Из своей концепции Аллаха мутазилиты выводили идею, что добро и зло, правое и неправое есть лишь разные стороны неизменной реальности Бога, отражающей глубокие закономерности, которые люди могут изучать и познавать так же, как изучают законы природы. Короче говоря, то или иное поведение правильно не потому, что так гласит Писание. Нет: Писание предписывает нам то или иное поведение, потому что оно правильно – и было правильным еще до того, как об этом сообщило Писание; оно правильно по своим внутренним рациональным причинам, которые можно познать разумом. Итак, разум, согласно мутазилитам, – достоверный и надежный инструмент для открытия этических, моральных и политических истин независимо от откровения.
В этом пункте спор между богословами возымел последствия и для науки – предложил метод исследования одним лишь разумом, без обращений к откровению. Мутазилиты учили, что с помощью разума можно открывать морально-этические истины, однако в это время и в этом месте законы человеческого поведения и законы природы относились к одной области исследования: поиску абсолютной истины.
Философы-естествоиспытатели, как правило, связывали себя со школой мутазилитов, без сомнения, потому, что она поощряла их методы исследования. Некоторые из этих философов даже ставили разум превыше откровения.
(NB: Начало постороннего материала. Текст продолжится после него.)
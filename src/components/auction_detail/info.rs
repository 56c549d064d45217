use yew::prelude::*;

use crate::models::AuctionDetails;
use crate::utils::{format_price, format_rating};

#[derive(Properties, PartialEq)]
pub struct ImageGalleryProps {
    pub image_urls: Vec<String>,
    #[prop_or_default]
    pub alt: AttrValue,
}

#[function_component(ImageGallery)]
pub fn image_gallery(props: &ImageGalleryProps) -> Html {
    let selected = use_state(|| 0usize);

    // Keep the index valid when a re-fetch brings fewer images
    let index = (*selected).min(props.image_urls.len().saturating_sub(1));

    if props.image_urls.is_empty() {
        return html! { <div class="image-module empty">{"No images"}</div> };
    }

    html! {
        <div class="image-module">
            <img class="image-main" src={props.image_urls[index].clone()} alt={props.alt.clone()} />
            if props.image_urls.len() > 1 {
                <div class="image-thumbnails">
                    { for props.image_urls.iter().enumerate().map(|(i, url)| {
                        let selected = selected.clone();
                        let class = if i == index { "thumbnail active" } else { "thumbnail" };
                        html! {
                            <img
                                class={class}
                                src={url.clone()}
                                onclick={Callback::from(move |_: MouseEvent| selected.set(i))}
                            />
                        }
                    }) }
                </div>
            }
        </div>
    }
}

#[derive(Properties, PartialEq)]
pub struct AuctionInfoProps {
    pub details: AuctionDetails,
    pub is_logged_in: bool,
    pub on_bid: Callback<()>,
    pub on_buy_now: Callback<()>,
    pub on_sign_in: Callback<()>,
}

#[function_component(AuctionInfo)]
pub fn auction_info(props: &AuctionInfoProps) -> Html {
    let details = &props.details;

    html! {
        <div class="auction-info">
            if !details.title.is_empty() {
                <h1 class="auction-title">{details.title.clone()}</h1>
            }
            <div class="price-row">
                <span class="price-label">{"Current bid"}</span>
                <span class="price-value">{format!("{} KRW", format_price(details.current_bid_price))}</span>
            </div>
            <div class="price-row">
                <span class="price-label">{"Buy now"}</span>
                <span class="price-value">{format!("{} KRW", format_price(details.buy_now_price))}</span>
            </div>
            if props.is_logged_in {
                <div class="auction-actions">
                    <button type="button" class="btn-primary" onclick={props.on_bid.reform(|_: MouseEvent| ())}>
                        {"Place bid"}
                    </button>
                    <button type="button" class="btn-secondary" onclick={props.on_buy_now.reform(|_: MouseEvent| ())}>
                        {"Buy now"}
                    </button>
                </div>
            } else {
                <button type="button" class="btn-link" onclick={props.on_sign_in.reform(|_: MouseEvent| ())}>
                    {"Sign in to bid"}
                </button>
            }
        </div>
    }
}

#[derive(Properties, PartialEq)]
pub struct SellerInfoProps {
    pub nickname: AttrValue,
    pub rating: Option<f64>,
}

#[function_component(SellerInfo)]
pub fn seller_info(props: &SellerInfoProps) -> Html {
    html! {
        <div class="seller-info">
            <span class="seller-nickname">{props.nickname.clone()}</span>
            if let Some(rating) = props.rating {
                <span class="seller-rating">{format_rating(rating)}</span>
            }
        </div>
    }
}

#[derive(Properties, PartialEq)]
pub struct ItemDescriptionProps {
    pub description: AttrValue,
}

#[function_component(ItemDescription)]
pub fn item_description(props: &ItemDescriptionProps) -> Html {
    html! {
        <section class="item-description">
            <h3>{"Description"}</h3>
            { for props.description.lines().map(|line| html! { <p>{line.to_string()}</p> }) }
        </section>
    }
}
use serde::{Deserialize, Serialize};

/// Auction snapshot as returned by `GET /auctions/{id}`
#[derive(Clone, Debug, PartialEq, Serialize, Deserialize)]
#[serde(rename_all = "camelCase")]
pub struct AuctionDetails {
    pub auction_id: String,
    #[serde(default)]
    pub title: String,
    pub auction_user_nickname: String,
    #[serde(default)]
    pub auction_user_rating: Option<f64>,
    pub current_bid_price: u64,
    pub buy_now_price: u64,
    #[serde(default)]
    pub description: String,
    #[serde(default)]
    pub auction_image: Vec<String>,
}

/// One entry of `GET /auctions/{id}/bids`
#[derive(Clone, Debug, PartialEq, Serialize, Deserialize)]
#[serde(rename_all = "camelCase")]
pub struct BidRecord {
    pub bidder_nickname: String,
    pub bid_price: u64,
    pub bid_time: String,
}

/// ISO timestamps order lexically, so a string sort is enough
pub fn newest_first(mut bids: Vec<BidRecord>) -> Vec<BidRecord> {
    bids.sort_by(|a, b| b.bid_time.cmp(&a.bid_time));
    bids
}

#[derive(Clone, Debug, PartialEq, Serialize, Deserialize)]
#[serde(rename_all = "camelCase")]
pub struct BidRequest {
    pub bid_price: u64,
}

#[derive(Clone, Debug, PartialEq, Serialize, Deserialize)]
#[serde(rename_all = "camelCase")]
pub struct BuyNowRequest {
    pub buy_now_price: u64,
}

#[cfg(test)]
mod tests {
    use super::*;

    #[test]
    fn auction_details_accepts_backend_payload() {
        let json = r#"{
            "auctionId": "42",
            "auctionUserNickname": "seller",
            "auctionUserRating": 4.5,
            "currentBidPrice": 12000,
            "buyNowPrice": 50000,
            "description": "lamp",
            "auctionImage": ["a.png", "b.png"]
        }"#;

        let details: AuctionDetails = serde_json::from_str(json).unwrap();
        assert_eq!(details.auction_id, "42");
        assert_eq!(details.title, "");
        assert_eq!(details.auction_user_rating, Some(4.5));
        assert_eq!(details.auction_image.first().map(String::as_str), Some("a.png"));
    }

    #[test]
    fn bids_are_sorted_newest_first() {
        let bid = |price, time: &str| BidRecord {
            bidder_nickname: "b".to_string(),
            bid_price: price,
            bid_time: time.to_string(),
        };
        let sorted = newest_first(vec![
            bid(100, "2024-05-01T10:00:00"),
            bid(300, "2024-05-03T10:00:00"),
            bid(200, "2024-05-02T10:00:00"),
        ]);
        let prices: Vec<u64> = sorted.iter().map(|b| b.bid_price).collect();
        assert_eq!(prices, vec![300, 200, 100]);
    }

    #[test]
    fn missing_rating_and_images_default() {
        let json = r#"{
            "auctionId": "7",
            "auctionUserNickname": "n",
            "currentBidPrice": 1,
            "buyNowPrice": 2
        }"#;

        let details: AuctionDetails = serde_json::from_str(json).unwrap();
        assert!(details.auction_user_rating.is_none());
        assert!(details.auction_image.is_empty());
    }
}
Так, философ Абу Бакр аль-Рази смело заявлял, что чудеса, приписываемые пророкам прошлого – лишь легенды, и что рай и ад – категории нашего разума, а не физическая реальность.
Нетрудно понять, почему такие взгляды создавали напряжение между философами и улемами. Прежде всего, взгляды философов вели к мысли, что улемы не нужны. Если любой разумный человек способен, поразмыслив над законом, сам определить, справедлив он или дурен – зачем обращаться к ученым, хранящим в памяти все до единого изречения Пророка Мухаммеда?
У улемов были все возможности отбить подобную атаку. Они контролировали юриспруденцию, школьное образование, социальные институты – например, заключение браков, и так далее. Важнее же всего, что им симпатизировали народные массы. Но и у мутазилитов были свои преимущества – точнее, одно важное преимущество: благоволение двора, халифов, аристократии, высших лиц государства. Дошло до того, что седьмой халиф из династии Аббасидов сделал учение мутазилитов официальной доктриной своего халифата. Теперь судьи должны были сдавать экзамены по философии, а будущие администраторы присягать на верность разуму, чтобы получить должность.
Тогда мутазилиты и их последователи пошли дальше: начали, при помощи государства, преследовать тех, кто с ними не соглашался.
И здесь мы возвращаемся к Ахмеду ибн Ханбалу, основателю законодательной школы Ханбалия, последней по времени появления и самой консервативной из ортодоксальных школ. Ибн Ханбал родился в Багдаде в 164 году п. Х., всего через тридцать шесть лет после воцарения династии Аббасидов. Рос он в атмосфере разочарования, охватившей определенную часть общества, когда Аббасиды оказались такими же светскими правителями, как Омейяды. Ибн Ханбал собирал вокруг себя толпы, проповедуя, что ислам сбился с пути и мир катится в ад, где и окажется, если вовремя не сменить курс. Единственная надежда на спасение, учил он – в том, чтобы безжалостно вычистить все новшества и вернуться к нравам Первой Общины, к Медине времен Пророка Мухаммеда. И прежде всего он бескомпромиссно заявлял: никто не может определять, что хорошо и что дурно, собственными силами. Гарантировать безопасность твоей души может лишь строгое следование Мухаммеду и доверие только к откровению. Другие учителя исламского закона высоко ставили принцип суждения по аналогии (кияс) в случаях, когда шариат сталкивался с новыми ситуациями; Ибн Ханбал решительно отвергал этот метод и требовал полагаться только на Коран и хадисы.